_Supplied material:_
===============
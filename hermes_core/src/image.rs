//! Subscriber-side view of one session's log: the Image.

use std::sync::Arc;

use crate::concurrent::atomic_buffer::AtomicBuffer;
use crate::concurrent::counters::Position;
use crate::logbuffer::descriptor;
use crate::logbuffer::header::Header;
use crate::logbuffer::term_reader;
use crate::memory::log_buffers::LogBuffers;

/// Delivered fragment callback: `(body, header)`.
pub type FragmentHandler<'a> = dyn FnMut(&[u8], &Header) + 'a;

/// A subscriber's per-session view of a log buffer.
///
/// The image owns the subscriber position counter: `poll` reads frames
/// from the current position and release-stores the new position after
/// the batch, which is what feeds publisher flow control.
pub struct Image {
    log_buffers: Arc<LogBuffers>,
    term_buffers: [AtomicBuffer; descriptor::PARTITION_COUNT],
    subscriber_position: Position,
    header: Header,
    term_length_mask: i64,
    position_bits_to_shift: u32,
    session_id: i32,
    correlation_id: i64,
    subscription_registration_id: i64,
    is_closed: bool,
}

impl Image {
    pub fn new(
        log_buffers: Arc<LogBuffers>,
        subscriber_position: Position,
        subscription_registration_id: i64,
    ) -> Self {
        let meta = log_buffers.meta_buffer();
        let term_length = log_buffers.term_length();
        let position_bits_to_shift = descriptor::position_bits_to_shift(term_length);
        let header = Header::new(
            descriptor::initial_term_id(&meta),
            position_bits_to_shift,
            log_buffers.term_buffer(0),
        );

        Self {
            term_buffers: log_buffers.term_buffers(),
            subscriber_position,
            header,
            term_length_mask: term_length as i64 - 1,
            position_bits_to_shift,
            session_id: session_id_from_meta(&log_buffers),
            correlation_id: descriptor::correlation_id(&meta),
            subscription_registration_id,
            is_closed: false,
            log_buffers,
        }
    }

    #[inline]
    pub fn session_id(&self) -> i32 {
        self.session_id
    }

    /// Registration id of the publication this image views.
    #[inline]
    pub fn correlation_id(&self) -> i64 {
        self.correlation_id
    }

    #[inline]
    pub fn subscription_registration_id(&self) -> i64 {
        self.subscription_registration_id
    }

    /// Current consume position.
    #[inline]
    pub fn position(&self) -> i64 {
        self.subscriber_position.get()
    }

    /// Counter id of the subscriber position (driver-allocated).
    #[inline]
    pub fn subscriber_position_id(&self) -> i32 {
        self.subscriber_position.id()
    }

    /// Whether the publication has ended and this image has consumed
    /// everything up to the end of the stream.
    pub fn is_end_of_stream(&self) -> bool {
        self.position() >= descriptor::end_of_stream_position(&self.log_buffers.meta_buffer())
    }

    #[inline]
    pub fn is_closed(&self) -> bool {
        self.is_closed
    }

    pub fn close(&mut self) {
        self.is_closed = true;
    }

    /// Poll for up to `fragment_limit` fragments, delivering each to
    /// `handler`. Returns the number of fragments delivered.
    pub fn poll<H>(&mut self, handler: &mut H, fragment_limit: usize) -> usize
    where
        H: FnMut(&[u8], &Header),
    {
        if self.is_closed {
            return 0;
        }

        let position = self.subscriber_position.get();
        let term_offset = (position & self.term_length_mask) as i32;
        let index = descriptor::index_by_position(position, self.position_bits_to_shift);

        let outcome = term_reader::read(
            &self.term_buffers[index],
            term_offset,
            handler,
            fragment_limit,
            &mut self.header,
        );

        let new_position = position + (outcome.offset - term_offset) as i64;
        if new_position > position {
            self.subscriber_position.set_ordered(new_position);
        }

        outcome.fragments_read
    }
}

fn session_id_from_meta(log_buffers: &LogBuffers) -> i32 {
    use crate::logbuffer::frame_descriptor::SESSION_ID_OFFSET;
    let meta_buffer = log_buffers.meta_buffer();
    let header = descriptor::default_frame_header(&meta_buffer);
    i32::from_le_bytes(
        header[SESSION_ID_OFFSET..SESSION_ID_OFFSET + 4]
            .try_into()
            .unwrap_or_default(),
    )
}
===============
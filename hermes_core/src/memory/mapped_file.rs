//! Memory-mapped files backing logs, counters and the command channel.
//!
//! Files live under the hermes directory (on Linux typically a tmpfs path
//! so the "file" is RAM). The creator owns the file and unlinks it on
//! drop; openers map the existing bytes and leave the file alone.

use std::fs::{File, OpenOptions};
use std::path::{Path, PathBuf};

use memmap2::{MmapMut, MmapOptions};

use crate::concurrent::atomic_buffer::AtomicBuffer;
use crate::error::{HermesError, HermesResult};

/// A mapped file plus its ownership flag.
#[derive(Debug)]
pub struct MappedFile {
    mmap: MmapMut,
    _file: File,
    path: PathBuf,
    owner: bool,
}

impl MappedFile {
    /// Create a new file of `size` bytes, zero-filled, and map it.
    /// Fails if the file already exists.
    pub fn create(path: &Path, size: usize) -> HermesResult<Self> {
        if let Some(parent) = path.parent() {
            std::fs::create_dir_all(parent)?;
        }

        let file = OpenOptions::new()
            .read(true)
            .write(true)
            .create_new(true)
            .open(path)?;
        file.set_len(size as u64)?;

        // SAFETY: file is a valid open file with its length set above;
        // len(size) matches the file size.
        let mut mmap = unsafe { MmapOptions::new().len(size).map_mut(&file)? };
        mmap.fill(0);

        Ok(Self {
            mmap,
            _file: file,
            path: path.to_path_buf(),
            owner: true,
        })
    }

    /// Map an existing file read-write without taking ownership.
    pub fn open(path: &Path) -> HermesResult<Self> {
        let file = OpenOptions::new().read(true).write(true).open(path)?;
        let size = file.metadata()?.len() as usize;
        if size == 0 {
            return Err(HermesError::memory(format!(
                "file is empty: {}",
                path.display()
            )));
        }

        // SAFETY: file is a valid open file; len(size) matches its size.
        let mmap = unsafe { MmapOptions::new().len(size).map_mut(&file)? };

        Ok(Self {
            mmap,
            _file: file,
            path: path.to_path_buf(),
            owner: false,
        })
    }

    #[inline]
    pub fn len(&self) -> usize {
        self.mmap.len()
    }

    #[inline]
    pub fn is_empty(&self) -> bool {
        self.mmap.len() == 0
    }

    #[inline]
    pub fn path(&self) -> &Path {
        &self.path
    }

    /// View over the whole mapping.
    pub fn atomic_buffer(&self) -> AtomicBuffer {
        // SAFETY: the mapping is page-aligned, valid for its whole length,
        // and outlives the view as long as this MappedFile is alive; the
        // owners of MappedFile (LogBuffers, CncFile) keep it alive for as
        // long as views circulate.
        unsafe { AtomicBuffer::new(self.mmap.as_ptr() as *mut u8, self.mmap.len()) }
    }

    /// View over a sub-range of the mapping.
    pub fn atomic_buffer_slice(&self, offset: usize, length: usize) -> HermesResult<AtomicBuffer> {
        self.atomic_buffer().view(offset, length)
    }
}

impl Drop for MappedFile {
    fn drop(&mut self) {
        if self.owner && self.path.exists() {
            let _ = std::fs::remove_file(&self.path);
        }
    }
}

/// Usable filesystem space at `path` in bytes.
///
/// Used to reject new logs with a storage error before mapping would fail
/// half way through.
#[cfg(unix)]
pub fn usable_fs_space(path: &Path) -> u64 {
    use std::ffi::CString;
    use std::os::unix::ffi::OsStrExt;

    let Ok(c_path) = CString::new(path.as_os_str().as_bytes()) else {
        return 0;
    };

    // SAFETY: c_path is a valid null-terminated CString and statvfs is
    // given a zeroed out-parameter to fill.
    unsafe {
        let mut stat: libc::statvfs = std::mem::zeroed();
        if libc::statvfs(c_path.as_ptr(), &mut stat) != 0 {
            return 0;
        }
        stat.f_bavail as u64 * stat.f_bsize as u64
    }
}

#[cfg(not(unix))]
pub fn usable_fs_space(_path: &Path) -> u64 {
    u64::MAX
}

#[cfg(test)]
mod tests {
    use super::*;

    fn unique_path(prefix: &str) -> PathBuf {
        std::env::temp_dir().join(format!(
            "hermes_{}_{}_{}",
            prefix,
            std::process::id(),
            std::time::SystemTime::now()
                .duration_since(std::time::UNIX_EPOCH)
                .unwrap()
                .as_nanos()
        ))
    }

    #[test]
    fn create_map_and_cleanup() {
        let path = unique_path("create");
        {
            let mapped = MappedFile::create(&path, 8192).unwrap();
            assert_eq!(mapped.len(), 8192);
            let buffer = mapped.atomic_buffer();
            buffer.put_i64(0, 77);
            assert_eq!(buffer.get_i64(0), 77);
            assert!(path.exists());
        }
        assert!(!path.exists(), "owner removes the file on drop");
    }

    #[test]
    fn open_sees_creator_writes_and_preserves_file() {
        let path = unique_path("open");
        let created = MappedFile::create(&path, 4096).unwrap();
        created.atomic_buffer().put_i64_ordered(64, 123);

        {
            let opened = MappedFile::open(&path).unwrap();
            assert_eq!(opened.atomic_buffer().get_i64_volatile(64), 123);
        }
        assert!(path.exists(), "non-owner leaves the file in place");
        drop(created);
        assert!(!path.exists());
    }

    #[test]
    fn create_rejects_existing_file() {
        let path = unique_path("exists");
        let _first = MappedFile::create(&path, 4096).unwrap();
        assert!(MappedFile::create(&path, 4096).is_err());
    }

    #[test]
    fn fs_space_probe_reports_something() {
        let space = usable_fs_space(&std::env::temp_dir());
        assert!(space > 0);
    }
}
===============
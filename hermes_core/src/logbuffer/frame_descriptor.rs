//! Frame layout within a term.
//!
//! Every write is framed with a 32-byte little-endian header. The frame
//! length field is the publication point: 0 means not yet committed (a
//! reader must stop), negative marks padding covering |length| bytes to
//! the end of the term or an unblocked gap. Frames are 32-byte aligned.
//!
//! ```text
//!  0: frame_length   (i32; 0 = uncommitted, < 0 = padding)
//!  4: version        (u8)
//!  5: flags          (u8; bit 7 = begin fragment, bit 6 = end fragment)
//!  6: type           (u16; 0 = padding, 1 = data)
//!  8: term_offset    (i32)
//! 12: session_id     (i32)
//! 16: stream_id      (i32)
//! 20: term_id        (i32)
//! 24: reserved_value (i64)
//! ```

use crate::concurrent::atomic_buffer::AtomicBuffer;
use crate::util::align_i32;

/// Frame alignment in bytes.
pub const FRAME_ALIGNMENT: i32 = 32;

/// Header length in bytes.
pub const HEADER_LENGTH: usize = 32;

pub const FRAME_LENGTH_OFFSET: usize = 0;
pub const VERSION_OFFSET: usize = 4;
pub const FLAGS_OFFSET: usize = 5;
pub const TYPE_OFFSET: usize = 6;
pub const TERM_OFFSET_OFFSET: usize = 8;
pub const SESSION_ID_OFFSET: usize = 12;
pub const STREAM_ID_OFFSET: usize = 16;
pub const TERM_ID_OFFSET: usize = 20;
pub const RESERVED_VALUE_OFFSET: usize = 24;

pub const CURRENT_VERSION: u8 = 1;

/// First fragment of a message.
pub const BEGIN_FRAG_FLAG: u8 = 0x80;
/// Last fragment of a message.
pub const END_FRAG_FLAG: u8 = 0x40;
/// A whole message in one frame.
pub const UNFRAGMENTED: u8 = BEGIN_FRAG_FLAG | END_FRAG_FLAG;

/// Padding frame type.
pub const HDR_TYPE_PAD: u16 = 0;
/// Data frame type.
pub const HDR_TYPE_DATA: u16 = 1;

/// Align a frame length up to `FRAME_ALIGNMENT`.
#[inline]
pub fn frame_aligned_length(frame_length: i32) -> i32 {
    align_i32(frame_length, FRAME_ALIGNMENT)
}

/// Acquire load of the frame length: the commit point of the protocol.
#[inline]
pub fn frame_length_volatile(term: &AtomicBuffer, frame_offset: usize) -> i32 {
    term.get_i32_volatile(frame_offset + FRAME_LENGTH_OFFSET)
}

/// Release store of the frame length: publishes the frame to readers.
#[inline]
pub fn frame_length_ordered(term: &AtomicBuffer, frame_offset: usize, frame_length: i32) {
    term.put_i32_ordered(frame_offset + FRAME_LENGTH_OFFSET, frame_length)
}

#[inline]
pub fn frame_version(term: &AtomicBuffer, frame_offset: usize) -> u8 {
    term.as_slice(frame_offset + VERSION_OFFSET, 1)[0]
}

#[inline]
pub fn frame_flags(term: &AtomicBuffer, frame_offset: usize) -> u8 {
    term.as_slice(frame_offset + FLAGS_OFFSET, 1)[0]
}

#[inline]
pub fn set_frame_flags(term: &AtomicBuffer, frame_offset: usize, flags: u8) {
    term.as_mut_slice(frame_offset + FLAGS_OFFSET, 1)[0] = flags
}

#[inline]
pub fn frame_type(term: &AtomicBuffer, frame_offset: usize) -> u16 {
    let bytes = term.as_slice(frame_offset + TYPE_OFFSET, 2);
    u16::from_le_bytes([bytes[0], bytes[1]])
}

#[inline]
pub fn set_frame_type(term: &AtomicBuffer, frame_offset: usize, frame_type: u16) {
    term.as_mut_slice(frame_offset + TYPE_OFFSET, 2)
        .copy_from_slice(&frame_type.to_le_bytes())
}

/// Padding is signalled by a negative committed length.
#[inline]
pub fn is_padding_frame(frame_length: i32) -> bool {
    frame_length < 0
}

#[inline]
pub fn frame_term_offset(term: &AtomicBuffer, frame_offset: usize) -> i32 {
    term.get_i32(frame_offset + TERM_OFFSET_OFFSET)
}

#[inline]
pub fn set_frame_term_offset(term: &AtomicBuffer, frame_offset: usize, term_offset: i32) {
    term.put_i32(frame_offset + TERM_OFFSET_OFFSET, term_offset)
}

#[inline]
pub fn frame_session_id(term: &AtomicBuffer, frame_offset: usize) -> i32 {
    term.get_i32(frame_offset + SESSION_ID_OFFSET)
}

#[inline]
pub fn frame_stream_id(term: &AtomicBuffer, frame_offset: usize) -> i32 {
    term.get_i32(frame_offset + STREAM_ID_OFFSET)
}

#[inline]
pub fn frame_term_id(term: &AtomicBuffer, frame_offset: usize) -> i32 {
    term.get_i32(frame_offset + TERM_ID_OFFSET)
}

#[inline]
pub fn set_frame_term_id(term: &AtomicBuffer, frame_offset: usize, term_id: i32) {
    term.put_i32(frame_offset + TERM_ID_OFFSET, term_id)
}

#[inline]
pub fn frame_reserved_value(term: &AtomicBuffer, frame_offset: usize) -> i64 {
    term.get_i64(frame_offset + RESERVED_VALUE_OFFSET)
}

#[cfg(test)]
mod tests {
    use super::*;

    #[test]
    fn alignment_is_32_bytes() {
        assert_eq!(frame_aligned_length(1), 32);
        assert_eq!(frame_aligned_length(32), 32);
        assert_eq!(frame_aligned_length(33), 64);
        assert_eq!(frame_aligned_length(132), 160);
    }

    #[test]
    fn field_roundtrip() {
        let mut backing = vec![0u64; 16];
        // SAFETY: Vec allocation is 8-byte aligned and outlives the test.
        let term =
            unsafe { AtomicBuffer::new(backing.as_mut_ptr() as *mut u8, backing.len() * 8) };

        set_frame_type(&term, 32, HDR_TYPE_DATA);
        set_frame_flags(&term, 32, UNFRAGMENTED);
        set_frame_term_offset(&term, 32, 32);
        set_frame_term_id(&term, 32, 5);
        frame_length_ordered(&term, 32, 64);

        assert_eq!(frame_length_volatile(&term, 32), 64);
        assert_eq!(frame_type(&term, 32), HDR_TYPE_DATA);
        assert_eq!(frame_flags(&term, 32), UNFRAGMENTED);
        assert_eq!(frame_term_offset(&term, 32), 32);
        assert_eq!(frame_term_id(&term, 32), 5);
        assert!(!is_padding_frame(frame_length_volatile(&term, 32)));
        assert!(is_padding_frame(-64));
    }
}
===============
Would you copy out exactly the lines above that start at the one containing "impl Drop for" and end at the one containing "let mut stat: libc::statvfs", inclusive?

_Solution to this task:_
impl Drop for MappedFile {
    fn drop(&mut self) {
        if self.owner && self.path.exists() {
            let _ = std::fs::remove_file(&self.path);
        }
    }
}

/// Usable filesystem space at `path` in bytes.
///
/// Used to reject new logs with a storage error before mapping would fail
/// half way through.
#[cfg(unix)]
pub fn usable_fs_space(path: &Path) -> u64 {
    use std::ffi::CString;
    use std::os::unix::ffi::OsStrExt;

    let Ok(c_path) = CString::new(path.as_os_str().as_bytes()) else {
        return 0;
    };

    // SAFETY: c_path is a valid null-terminated CString and statvfs is
    // given a zeroed out-parameter to fill.
    unsafe {
        let mut stat: libc::statvfs = std::mem::zeroed();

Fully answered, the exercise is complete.